Miss Patterson could not think of any immediate answer to this, nor of any book of reference that would tell her instantly. So she appealed to Mr. Vanhoff, who had returned to the room.
"What was that?" inquired Mr. Vanhoff; "get him to repeat it."
She did so, and the librarian struggled with it for a moment. "Why, it is all nonsense. Tell him that we cannot solve any newspaper puzzles over the telephone. He will have to come to the library."
Then Mrs. Pomfret Smith announced herself on the telephone.
"That the library? Who is this? Miss Patterson? Oh, how do you do? This is so nice of Mr. Vanhoff. I was coming down to the library this morning, but the weather is so horrid that I thought I would telephone instead. Now, my cousin is visiting me, and I have told her about a novel I read last summer, and she is just crazy to read it, too. But I can't for the life of me recall the name of it. Now, do you remember what it was?"
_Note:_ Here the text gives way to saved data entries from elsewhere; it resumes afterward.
//! SQL schema for the dissmon SQLite store.
//!
//! Executed once at connection startup. Future migrations will be gated on
//! `PRAGMA user_version`.

/// Full schema DDL; idempotent thanks to `CREATE TABLE IF NOT EXISTS`.
///
/// `active_cases` and `expired_cases` share one column layout so a record can
/// move between them unchanged.
pub const SCHEMA: &str = "
PRAGMA journal_mode = WAL;

CREATE TABLE IF NOT EXISTS active_cases (
    case_id            TEXT PRIMARY KEY,
    dissertant_name    TEXT NOT NULL,
    dissertation_title TEXT NOT NULL,
    adviser            TEXT NOT NULL,
    opponents          TEXT NOT NULL,
    council_name       TEXT NOT NULL,
    submission_date    TEXT NOT NULL,   -- as printed by the registry
    petition_filed     INTEGER NOT NULL,
    status             TEXT NOT NULL,   -- 'new' | 'current'
    revocation         TEXT,            -- JSON object or NULL
    last_checked       TEXT NOT NULL    -- YYYY-MM-DD
);

-- Terminal: written only by retirement; nothing moves back out.
CREATE TABLE IF NOT EXISTS expired_cases (
    case_id            TEXT PRIMARY KEY,
    dissertant_name    TEXT NOT NULL,
    dissertation_title TEXT NOT NULL,
    adviser            TEXT NOT NULL,
    opponents          TEXT NOT NULL,
    council_name       TEXT NOT NULL,
    submission_date    TEXT NOT NULL,
    petition_filed     INTEGER NOT NULL,
    status             TEXT NOT NULL,
    revocation         TEXT,
    last_checked       TEXT NOT NULL
);

-- Append-only; `seq` preserves insertion order.
CREATE TABLE IF NOT EXISTS changelog (
    seq            INTEGER PRIMARY KEY AUTOINCREMENT,
    entry_id       TEXT NOT NULL UNIQUE,
    case_id        TEXT NOT NULL,
    changed_fields TEXT NOT NULL,       -- JSON array of field names
    entry_date     TEXT NOT NULL        -- YYYY-MM-DD
);

CREATE INDEX IF NOT EXISTS active_status_idx  ON active_cases(status);
CREATE INDEX IF NOT EXISTS changelog_case_idx ON changelog(case_id);

PRAGMA user_version = 1;
";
"Why—I'm afraid I don't. Who was the author?"
"That's just the trouble. I can't remember his name to save my life! I'm not even sure that I noticed his name—or her name—whoever it was. I never care much who wrote them—I just look them through, and if they're illustrated by Howard Chandler Christy or anybody like that, I just take them, because I know then they'll be all right. This one had pictures by Christy or Wenzell or one of those men. It was a lovely book—oh, I do wish you could tell me what it was! Where is Miss Anderson? She would know. Isn't she there?"
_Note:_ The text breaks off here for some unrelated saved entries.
// ─── Tests ────────────────────────────────────────────────────────────────────

#[cfg(test)]
mod tests {
  use std::{
    collections::HashMap,
    sync::Mutex,
  };

  use chrono::Duration;

  use super::*;
  use crate::{
    case::{Revocation, Status},
    changelog::NEW_CASE_MARKER,
    extract::CaseDraft,
    reconcile::MaterialField,
  };

  #[derive(Debug, thiserror::Error)]
  #[error("{0}")]
  struct FakeError(String);

  /// Serves canned documents and records every locator requested.
  #[derive(Default)]
  struct FakeSource {
    documents: HashMap<String, String>,
    requests:  Mutex<Vec<String>>,
  }

  impl FakeSource {
    fn with(mut self, locator: &str, document: &str) -> Self {
      self.documents.insert(locator.into(), document.into());
      self
    }

    fn requests(&self) -> Vec<String> { self.requests.lock().unwrap().clone() }
  }

  impl DocumentSource for FakeSource {
    type Error = FakeError;

    async fn fetch(&self, locator: &str) -> Result<String, FakeError> {
      self.requests.lock().unwrap().push(locator.to_owned());
      self
        .documents
        .get(locator)
        .cloned()
        .ok_or_else(|| FakeError(format!("404 for {locator}")))
    }
  }

  #[derive(Default)]
  struct FakeArchive {
    preserved: Mutex<Vec<(DocumentKind, String)>>,
  }

  impl DocumentArchive for FakeArchive {
    type Error = FakeError;

    fn preserve(
      &self,
      kind: DocumentKind,
      key: &str,
      _date: NaiveDate,
      _document: &str,
    ) -> Result<(), FakeError> {
      self.preserved.lock().unwrap().push((kind, key.to_owned()));
      Ok(())
    }
  }

  /// Reads `key: value` lines; `date` is the only required key.
  struct LineExtractor;

  fn fields(document: &str) -> HashMap<&str, &str> {
    document
      .lines()
      .filter_map(|l| l.split_once(':'))
      .map(|(k, v)| (k.trim(), v.trim()))
      .collect()
  }

  impl CaseExtractor for LineExtractor {
    type Error = FakeError;

    fn parse_case(
      &self,
      case_id: &CaseId,
      document: &str,
    ) -> Result<CaseDraft, FakeError> {
      let f = fields(document);
      let date = f
        .get("date")
        .ok_or_else(|| FakeError("missing date label".into()))?;
      Ok(CaseDraft {
        case_id:            case_id.clone(),
        dissertant_name:    f.get("name").copied().unwrap_or("?").into(),
        dissertation_title: "Title".into(),
        adviser:            "Adviser".into(),
        opponents:          "One, Two".into(),
        council_name:       "D 1".into(),
        submission_date:    (*date).into(),
        petition_filed:     f.get("petition") == Some(&"yes"),
        revocation_link:    f.get("revocation").map(|s| s.to_string()),
      })
    }

    fn parse_revocation(&self, document: &str) -> Revocation {
      let f = fields(document);
      let get = |k: &str| f.get(k).copied().unwrap_or_default().to_owned();
      Revocation {
        status:                get("status"),
        petition_date:         get("filed"),
        council_decision_code: get("code"),
        council_decision_text: get("text"),
      }
    }
  }

  fn today() -> NaiveDate { NaiveDate::from_ymd_opt(2026, 10, 17).unwrap() }

  fn entry(id: &str) -> ListingEntry {
    ListingEntry {
      case_id: CaseId::new(id).unwrap(),
      locator: format!("/expertise/{id}.html"),
    }
  }

  fn stored(id: &str, status: Status, checked_days_ago: i64) -> CaseRecord {
    CaseRecord {
      case_id:            CaseId::new(id).unwrap(),
      dissertant_name:    format!("Dissertant {id}"),
      dissertation_title: "Title".into(),
      adviser:            "Adviser".into(),
      opponents:          "One, Two".into(),
      council_name:       "D 1".into(),
      submission_date:    "01.01.2024".into(),
      petition_filed:     status == Status::Current,
      status,
      revocation:         (status == Status::Current)
        .then(Revocation::default),
      last_checked:       today() - Duration::days(checked_days_ago),
    }
  }

  fn snapshot(records: Vec<CaseRecord>) -> StoreSnapshot {
    StoreSnapshot {
      active:  records
        .into_iter()
        .map(|r| (r.case_id.clone(), r))
        .collect(),
      expired: BTreeSet::new(),
    }
  }

  fn config(new_days: i64, current_days: i64) -> PassConfig {
    PassConfig {
      refresh: RefreshPolicy {
        refresh_new_days:     new_days,
        refresh_current_days: current_days,
      },
      ..PassConfig::default()
    }
  }

  async fn run(
    source: &FakeSource,
    archive: &FakeArchive,
    config: PassConfig,
    listing: &[ListingEntry],
    snapshot: &StoreSnapshot,
  ) -> PassOutcome {
    Pipeline::new(source, &LineExtractor, archive, config, today())
      .run(listing, snapshot)
      .await
  }

  #[tokio::test]
  async fn unseen_case_is_fetched_and_logged_as_new() {
    let source = FakeSource::default()
      .with("/expertise/a1.html", "name: Alpha\ndate: 01.01.2023");
    let archive = FakeArchive::default();

    let out = run(
      &source,
      &archive,
      config(30, 7),
      &[entry("a1")],
      &StoreSnapshot::default(),
    )
    .await;

    assert_eq!(out.batch.active.len(), 1);
    assert_eq!(out.batch.active[0].status, Status::New);
    assert_eq!(out.batch.changelog.len(), 1);
    assert_eq!(out.batch.changelog[0].changed_fields, vec![NEW_CASE_MARKER]);
    assert_eq!(
      archive.preserved.lock().unwrap().as_slice(),
      &[(DocumentKind::Case, "a1".to_owned())]
    );
  }

  #[tokio::test]
  async fn stale_new_case_with_petition_becomes_update() {
    let two_years_ago = today() - Duration::days(2 * 365);
    let doc = format!(
      "name: X\ndate: {}\npetition: yes\nrevocation: /rev/x42",
      two_years_ago.format("%d.%m.%Y")
    );
    let source = FakeSource::default()
      .with("/expertise/X42.html", &doc)
      .with("/rev/x42", "status: filed\nfiled: 01.09.2026\ncode: D 7");
    let archive = FakeArchive::default();
    let snap = snapshot(vec![stored("X42", Status::New, 40)]);

    let out = run(&source, &archive, config(30, 7), &[entry("X42")], &snap).await;

    assert_eq!(source.requests(), vec!["/expertise/X42.html", "/rev/x42"]);
    let record = &out.batch.active[0];
    assert_eq!(record.status, Status::Current);
    assert!(record.petition_filed);
    assert_eq!(record.last_checked, today());

    assert_eq!(out.batch.changelog.len(), 1);
    let entry = &out.batch.changelog[0];
    assert_eq!(entry.date, today());
    assert!(entry.changed_fields.contains(&"status".to_owned()));
    assert!(entry.changed_fields.contains(&"petition_filed".to_owned()));

    assert!(out.activity.entries().iter().any(|a| matches!(
      a,
      Activity::Updated { changed_fields, .. }
        if changed_fields.starts_with(&[MaterialField::Status, MaterialField::PetitionFiled])
    )));
    assert!(matches!(
      out.activity.entries().last(),
      Some(Activity::Summary { updates }) if updates.len() == 1
    ));
  }

  #[tokio::test]
  async fn final_ruling_is_reused_without_fetch() {
    let mut record = stored("r1", Status::Current, 1_000);
    record.revocation = Some(Revocation {
      council_decision_text: "Council decided: degree revoked".into(),
      ..Revocation::default()
    });
    let source = FakeSource::default();
    let archive = FakeArchive::default();
    let snap = snapshot(vec![record.clone()]);

    let out = run(&source, &archive, config(0, 0), &[entry("r1")], &snap).await;

    assert!(source.requests().is_empty());
    assert_eq!(out.batch.active, vec![record]);
    assert!(out.batch.changelog.is_empty());
    assert!(matches!(out.activity.entries()[1], Activity::FinalRuling { .. }));
  }

  #[tokio::test]
  async fn fresh_case_is_reused_without_fetch() {
    let record = stored("f1", Status::New, 3);
    let source = FakeSource::default();
    let archive = FakeArchive::default();
    let snap = snapshot(vec![record.clone()]);

    let out = run(&source, &archive, config(30, 7), &[entry("f1")], &snap).await;

    assert!(source.requests().is_empty());
    assert_eq!(out.batch.active, vec![record]);
    assert!(matches!(
      out.activity.entries()[1],
      Activity::Fresh { days_since_check: 3, .. }
    ));
  }

  #[tokio::test]
  async fn unchanged_case_keeps_stored_copy_verbatim() {
    let record = stored("u1", Status::New, 60);
    let source = FakeSource::default()
      .with("/expertise/u1.html", "name: Renamed\ndate: 01.01.2024");
    let archive = FakeArchive::default();
    let snap = snapshot(vec![record.clone()]);

    let out = run(&source, &archive, config(30, 7), &[entry("u1")], &snap).await;

    assert_eq!(source.requests().len(), 1);
    assert_eq!(out.batch.active, vec![record]);
    assert!(out.batch.changelog.is_empty());
  }

  #[tokio::test]
  async fn failures_do_not_abort_the_pass() {
    let source = FakeSource::default()
      .with("/expertise/bad.html", "name: no date here")
      .with("/expertise/baddate.html", "name: B\ndate: sometime")
      .with("/expertise/ok.html", "name: Ok\ndate: 01.01.2024");
    let archive = FakeArchive::default();
    let listing = [entry("missing"), entry("bad"), entry("baddate"), entry("ok")];

    let out = run(
      &source,
      &archive,
      config(30, 7),
      &listing,
      &StoreSnapshot::default(),
    )
    .await;

    let stages: Vec<_> = out
      .activity
      .failures()
      .map(|a| match a {
        Activity::Failed { stage, .. } => *stage,
        _ => unreachable!(),
      })
      .collect();
    assert_eq!(
      stages,
      vec![FailureStage::Fetch, FailureStage::Extract, FailureStage::Classify]
    );

    // The unparseable documents were still preserved.
    let preserved = archive.preserved.lock().unwrap().clone();
    assert_eq!(preserved.len(), 3);

    assert_eq!(out.batch.active.len(), 1);
    assert_eq!(out.batch.active[0].case_id.as_str(), "ok");
  }

  #[tokio::test]
  async fn expired_cases_never_reach_active_batch() {
    let source = FakeSource::default()
      .with("/expertise/old.html", "name: Old\ndate: 01.01.2001\npetition: yes")
      .with("/expertise/gone.html", "name: Gone\ndate: 01.01.2024");
    let archive = FakeArchive::default();
    let mut snap = snapshot(vec![stored("old", Status::New, 100)]);
    snap.expired.insert(CaseId::new("gone").unwrap());

    let out = run(
      &source,
      &archive,
      config(30, 7),
      &[entry("gone"), entry("old")],
      &snap,
    )
    .await;

    // Already-expired ids are dropped from the listing before processing.
    assert_eq!(source.requests(), vec!["/expertise/old.html"]);
    assert!(out.batch.active.is_empty());
    assert_eq!(out.batch.expired.len(), 1);
    assert_eq!(out.batch.expired[0].status, Status::Expired);
    assert!(out.batch.changelog.is_empty());
  }

  #[tokio::test]
  async fn unlisted_stored_cases_are_not_in_batch() {
    let source = FakeSource::default()
      .with("/expertise/n1.html", "name: N\ndate: 01.01.2024");
    let archive = FakeArchive::default();
    let snap = snapshot(vec![stored("elsewhere", Status::New, 100)]);

    let out = run(&source, &archive, config(30, 7), &[entry("n1")], &snap).await;

    assert_eq!(out.batch.active.len(), 1);
    assert_eq!(out.batch.active[0].case_id.as_str(), "n1");
  }

  #[tokio::test]
  async fn activity_follows_listing_order() {
    let source = FakeSource::default()
      .with("/expertise/b.html", "name: B\ndate: 01.01.2024");
    let archive = FakeArchive::default();
    let snap = snapshot(vec![stored("a", Status::New, 1)]);

    let out =
      run(&source, &archive, config(30, 7), &[entry("a"), entry("b")], &snap)
        .await;

    let kinds: Vec<&str> = out
      .activity
      .entries()
      .iter()
      .map(|a| match a {
        Activity::Checking { .. } => "checking",
        Activity::Fresh { .. } => "fresh",
        Activity::Discovered { .. } => "discovered",
        Activity::NewCase { .. } => "new",
        Activity::Summary { .. } => "summary",
        _ => "other",
      })
      .collect();
    assert_eq!(kinds, ["checking", "fresh", "discovered", "new", "summary"]);
  }

  #[tokio::test]
  async fn repeated_listing_entry_is_handled_once() {
    let source = FakeSource::default()
      .with("/expertise/x42.html", "name: X\ndate: 01.01.2024");
    let archive = FakeArchive::default();

    let out = run(
      &source,
      &archive,
      config(30, 7),
      &[entry("x42"), entry("x42")],
      &StoreSnapshot::default(),
    )
    .await;

    assert_eq!(source.requests().len(), 1);
    assert_eq!(out.batch.active.len(), 1);
    assert_eq!(out.batch.changelog.len(), 1);
  }

  #[tokio::test]
  async fn failed_revocation_fetch_drops_the_case() {
    let source = FakeSource::default().with(
      "/expertise/p1.html",
      "name: P\ndate: 01.01.2024\npetition: yes\nrevocation: /rev/p1",
    );
    let archive = FakeArchive::default();

    let out = run(
      &source,
      &archive,
      config(30, 7),
      &[entry("p1")],
      &StoreSnapshot::default(),
    )
    .await;

    assert_eq!(source.requests(), vec!["/expertise/p1.html", "/rev/p1"]);
    assert!(out.batch.is_empty());
    assert!(matches!(
      out.activity.failures().collect::<Vec<_>>().as_slice(),
      [Activity::Failed { stage: FailureStage::Fetch, .. }]
    ));
  }

  #[tokio::test(start_paused = true)]
  async fn consecutive_fetches_are_paced() {
    let source = FakeSource::default()
      .with("/expertise/a.html", "name: A\ndate: 01.01.2024")
      .with("/expertise/b.html", "name: B\ndate: 01.01.2024")
      .with("/expertise/c.html", "name: C\ndate: 01.01.2024");
    let archive = FakeArchive::default();
    let paced = PassConfig {
      pacing: std::time::Duration::from_secs(2),
      ..config(30, 7)
    };

    let started = tokio::time::Instant::now();
    let out = run(
      &source,
      &archive,
      paced,
      &[entry("a"), entry("b"), entry("c")],
      &StoreSnapshot::default(),
    )
    .await;

    // Three fetches, two pauses; no pause before the first.
    assert_eq!(out.batch.active.len(), 3);
    let elapsed = started.elapsed();
    assert!(elapsed >= std::time::Duration::from_secs(4));
    assert!(elapsed < std::time::Duration::from_secs(6));
  }
}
"No—I am sorry, she will not be here till afternoon. If you could tell me something about the novel—the plot, and so forth, I might have read it myself."
"Oh, of course you've read it. Why, you read all the books that come into the library, don't you?"
"Not quite all."
"You don't? How funny! Why, whatever do you find to do with yourselves down there? You're sure you don't remember the one I want?"
"Why, Mrs. Smith, you haven't told me about the plot of it yet."
"Oh, no, so I haven't. Well—let me see—Um! why, it was about—now, what in the world was it about? Oh dear, I never can think, with this thing up to my ear! What's that, Central? Yes, I got them all right—hold the line, please. Oh dear, I'll have to ring off and think it over, and as soon as I remember, I'll call you up again. Thank you, so much! Good-by."
The next was a man who spoke in a deep voice. "Hello! Is this the library? Have you a history of Peru? You have? Now, that is very fortunate. I do not know how many places I have inquired. I only want a few facts—only a paragraph or two. You can tell them to me over the 'phone, can you not, and I will take them down?"
Miss Patterson had her finger on an article about Peru in the encyclopædia. "'Peru,'" she began to read, "'the ancient kingdom of the Incas—'"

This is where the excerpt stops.